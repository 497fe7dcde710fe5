//! Append-only federation registry
//!
//! Each registry instance ("local", "continental") records content hashes
//! of ledger events under its own signer identity, with its own backing
//! store. Records are append-only and write-once: re-committing the same
//! entity appends a new record, history is cumulative, never overwritten.

use crc32c::crc32c;
use serde::{Deserialize, Serialize};
use std::fs::{self, File, OpenOptions};
use std::io::{self, BufWriter, Write};
use std::path::PathBuf;
use std::sync::{Mutex, RwLock};
use thiserror::Error;
use tracing::{debug, warn};
use types::ids::RecordId;

#[derive(Error, Debug)]
pub enum RegistryError {
    #[error("IO error: {0}")]
    Io(#[from] io::Error),

    #[error("Serialization error: {0}")]
    Serialization(String),
}

/// One attested hash in a registry
#[derive(Debug, Clone, PartialEq, Serialize, Deserialize)]
pub struct FederationRecord {
    pub id: RecordId,
    pub entity_type: String,
    pub entity_id: String,
    pub hash: String,
    pub signer: String,
    /// Unix nanosecond timestamp
    pub created_at: i64,
}

/// Backing store for one registry instance
pub trait RegistryStore: Send + Sync {
    /// Persist a record at the end of the registry.
    fn push(&self, record: &FederationRecord) -> Result<(), RegistryError>;

    /// All records in append order.
    fn snapshot(&self) -> Vec<FederationRecord>;
}

/// Volatile in-memory store (tests, ephemeral registries)
#[derive(Default)]
pub struct MemoryRegistryStore {
    records: RwLock<Vec<FederationRecord>>,
}

impl MemoryRegistryStore {
    pub fn new() -> Self {
        Self::default()
    }
}

impl RegistryStore for MemoryRegistryStore {
    fn push(&self, record: &FederationRecord) -> Result<(), RegistryError> {
        self.records
            .write()
            .expect("registry store poisoned")
            .push(record.clone());
        Ok(())
    }

    fn snapshot(&self) -> Vec<FederationRecord> {
        self.records.read().expect("registry store poisoned").clone()
    }
}

/// Durable file-backed store
///
/// Entries are length-prefixed JSON with a CRC32C trailer; a corrupt tail
/// is dropped on open, everything intact replays into the cache.
pub struct JournalRegistryStore {
    writer: Mutex<BufWriter<File>>,
    cache: RwLock<Vec<FederationRecord>>,
    path: PathBuf,
}

impl JournalRegistryStore {
    /// Open (or create) the registry file at `path`.
    pub fn open(path: impl Into<PathBuf>) -> Result<Self, RegistryError> {
        let path = path.into();
        if let Some(parent) = path.parent() {
            fs::create_dir_all(parent)?;
        }

        let mut records = Vec::new();
        if path.exists() {
            let data = fs::read(&path)?;
            let mut pos = 0usize;
            let mut valid_len = 0u64;
            while pos < data.len() {
                match Self::decode_entry(&data[pos..]) {
                    Some((record, consumed)) => {
                        records.push(record);
                        pos += consumed;
                        valid_len = pos as u64;
                    }
                    None => break,
                }
            }
            if valid_len < data.len() as u64 {
                warn!(
                    path = %path.display(),
                    valid_len,
                    file_len = data.len(),
                    "Truncating corrupt registry tail"
                );
                let file = OpenOptions::new().write(true).open(&path)?;
                file.set_len(valid_len)?;
            }
        }

        let file = OpenOptions::new().create(true).append(true).open(&path)?;
        Ok(Self {
            writer: Mutex::new(BufWriter::new(file)),
            cache: RwLock::new(records),
            path,
        })
    }

    pub fn path(&self) -> &std::path::Path {
        &self.path
    }

    fn decode_entry(data: &[u8]) -> Option<(FederationRecord, usize)> {
        if data.len() < 4 {
            return None;
        }
        let payload_len = u32::from_le_bytes(data[0..4].try_into().ok()?) as usize;
        if payload_len > 1024 * 1024 {
            return None;
        }
        let total = 4 + payload_len + 4;
        if data.len() < total {
            return None;
        }
        let payload = &data[4..4 + payload_len];
        let stored = u32::from_le_bytes(data[4 + payload_len..total].try_into().ok()?);
        if crc32c(payload) != stored {
            return None;
        }
        let record = serde_json::from_slice(payload).ok()?;
        Some((record, total))
    }
}

impl RegistryStore for JournalRegistryStore {
    fn push(&self, record: &FederationRecord) -> Result<(), RegistryError> {
        let payload = serde_json::to_vec(record)
            .map_err(|e| RegistryError::Serialization(e.to_string()))?;
        let checksum = crc32c(&payload);

        // Hold the writer lock across write + cache update so file order
        // always matches cache order
        let mut writer = self.writer.lock().expect("registry writer poisoned");
        writer.write_all(&(payload.len() as u32).to_le_bytes())?;
        writer.write_all(&payload)?;
        writer.write_all(&checksum.to_le_bytes())?;
        writer.flush()?;
        writer.get_ref().sync_all()?;
        self.cache
            .write()
            .expect("registry store poisoned")
            .push(record.clone());
        Ok(())
    }

    fn snapshot(&self) -> Vec<FederationRecord> {
        self.cache.read().expect("registry store poisoned").clone()
    }
}

/// One federation registry instance with a signer identity
pub struct FederationRegistry {
    name: String,
    signer: String,
    store: Box<dyn RegistryStore>,
}

impl FederationRegistry {
    /// Create a registry over an explicit backing store.
    pub fn new(
        name: impl Into<String>,
        signer: impl Into<String>,
        store: Box<dyn RegistryStore>,
    ) -> Self {
        Self {
            name: name.into(),
            signer: signer.into(),
            store,
        }
    }

    /// In-memory registry (tests, ephemeral use).
    pub fn in_memory(name: impl Into<String>, signer: impl Into<String>) -> Self {
        Self::new(name, signer, Box::new(MemoryRegistryStore::new()))
    }

    /// Registry name ("local", "continental").
    pub fn name(&self) -> &str {
        &self.name
    }

    /// Signer identity stamped on every record.
    pub fn signer(&self) -> &str {
        &self.signer
    }

    /// Append a record. Never updates or deletes prior records for the
    /// same entity; history is cumulative.
    pub fn append(
        &self,
        entity_type: &str,
        entity_id: &str,
        hash: &str,
        timestamp: i64,
    ) -> Result<RecordId, RegistryError> {
        let record = FederationRecord {
            id: RecordId::new(),
            entity_type: entity_type.to_string(),
            entity_id: entity_id.to_string(),
            hash: hash.to_string(),
            signer: self.signer.clone(),
            created_at: timestamp,
        };
        self.store.push(&record)?;
        debug!(
            registry = %self.name,
            entity_type,
            entity_id,
            hash,
            "Federation record appended"
        );
        Ok(record.id)
    }

    /// Records for one entity, most recent first.
    pub fn records_for(&self, entity_type: &str, entity_id: &str) -> Vec<FederationRecord> {
        let mut records: Vec<FederationRecord> = self
            .store
            .snapshot()
            .into_iter()
            .filter(|r| r.entity_type == entity_type && r.entity_id == entity_id)
            .collect();
        records.reverse();
        records
    }

    /// The most recent `limit` records, most recent first.
    ///
    /// A bounded snapshot: concurrent appends after the call do not
    /// affect the returned records.
    pub fn recent(&self, limit: usize) -> Vec<FederationRecord> {
        let snapshot = self.store.snapshot();
        snapshot.into_iter().rev().take(limit).collect()
    }

    /// Total number of records.
    pub fn len(&self) -> usize {
        self.store.snapshot().len()
    }

    pub fn is_empty(&self) -> bool {
        self.len() == 0
    }
}

#[cfg(test)]
mod tests {
    use super::*;
    use tempfile::TempDir;

    const T0: i64 = 1_708_123_456_789_000_000;

    #[test]
    fn test_append_is_cumulative() {
        let registry = FederationRegistry::in_memory("local", "node_local");
        registry.append("transaction", "t-1", "h1", T0).unwrap();
        registry.append("transaction", "t-1", "h2", T0 + 1).unwrap();

        let records = registry.records_for("transaction", "t-1");
        assert_eq!(records.len(), 2, "re-commit appends, never overwrites");
        assert_eq!(records[0].hash, "h2", "most recent first");
        assert_eq!(records[1].hash, "h1");
    }

    #[test]
    fn test_signer_is_stamped() {
        let registry = FederationRegistry::in_memory("continental", "node_continental");
        registry.append("transaction", "t-1", "h1", T0).unwrap();
        assert_eq!(registry.records_for("transaction", "t-1")[0].signer, "node_continental");
    }

    #[test]
    fn test_recent_is_bounded() {
        let registry = FederationRegistry::in_memory("local", "node_local");
        for i in 0..10 {
            registry
                .append("transaction", &format!("t-{i}"), &format!("h-{i}"), T0 + i)
                .unwrap();
        }
        let recent = registry.recent(3);
        assert_eq!(recent.len(), 3);
        assert_eq!(recent[0].entity_id, "t-9");
        assert_eq!(recent[2].entity_id, "t-7");
    }

    #[test]
    fn test_journal_store_survives_reopen() {
        let tmp = TempDir::new().unwrap();
        let path = tmp.path().join("local.reg");

        {
            let store = JournalRegistryStore::open(&path).unwrap();
            let registry = FederationRegistry::new("local", "node_local", Box::new(store));
            registry.append("transaction", "t-1", "h1", T0).unwrap();
            registry.append("wallet", "w-1", "h2", T0 + 1).unwrap();
        }

        let store = JournalRegistryStore::open(&path).unwrap();
        let registry = FederationRegistry::new("local", "node_local", Box::new(store));
        assert_eq!(registry.len(), 2);
        assert_eq!(registry.records_for("transaction", "t-1")[0].hash, "h1");
    }

    #[test]
    fn test_journal_store_drops_corrupt_tail() {
        let tmp = TempDir::new().unwrap();
        let path = tmp.path().join("local.reg");

        {
            let store = JournalRegistryStore::open(&path).unwrap();
            let registry = FederationRegistry::new("local", "node_local", Box::new(store));
            registry.append("transaction", "t-1", "h1", T0).unwrap();
        }
        {
            let mut file = OpenOptions::new().append(true).open(&path).unwrap();
            file.write_all(&[0xff, 0x00, 0xff]).unwrap();
        }

        let store = JournalRegistryStore::open(&path).unwrap();
        assert_eq!(store.snapshot().len(), 1);
    }
}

Task instructions:
Reproduce verbatim only the segment of the listing bounded by the line containing "#[derive(Error, Debug)]" and the line containing "Open (or create)", with both boundary lines included.

Written answer:
#[derive(Error, Debug)]
pub enum RegistryError {
    #[error("IO error: {0}")]
    Io(#[from] io::Error),

    #[error("Serialization error: {0}")]
    Serialization(String),
}

/// One attested hash in a registry
#[derive(Debug, Clone, PartialEq, Serialize, Deserialize)]
pub struct FederationRecord {
    pub id: RecordId,
    pub entity_type: String,
    pub entity_id: String,
    pub hash: String,
    pub signer: String,
    /// Unix nanosecond timestamp
    pub created_at: i64,
}

/// Backing store for one registry instance
pub trait RegistryStore: Send + Sync {
    /// Persist a record at the end of the registry.
    fn push(&self, record: &FederationRecord) -> Result<(), RegistryError>;

    /// All records in append order.
    fn snapshot(&self) -> Vec<FederationRecord>;
}

/// Volatile in-memory store (tests, ephemeral registries)
#[derive(Default)]
pub struct MemoryRegistryStore {
    records: RwLock<Vec<FederationRecord>>,
}

impl MemoryRegistryStore {
    pub fn new() -> Self {
        Self::default()
    }
}

impl RegistryStore for MemoryRegistryStore {
    fn push(&self, record: &FederationRecord) -> Result<(), RegistryError> {
        self.records
            .write()
            .expect("registry store poisoned")
            .push(record.clone());
        Ok(())
    }

    fn snapshot(&self) -> Vec<FederationRecord> {
        self.records.read().expect("registry store poisoned").clone()
    }
}

/// Durable file-backed store
///
/// Entries are length-prefixed JSON with a CRC32C trailer; a corrupt tail
/// is dropped on open, everything intact replays into the cache.
pub struct JournalRegistryStore {
    writer: Mutex<BufWriter<File>>,
    cache: RwLock<Vec<FederationRecord>>,
    path: PathBuf,
}

impl JournalRegistryStore {
    /// Open (or create) the registry file at `path`.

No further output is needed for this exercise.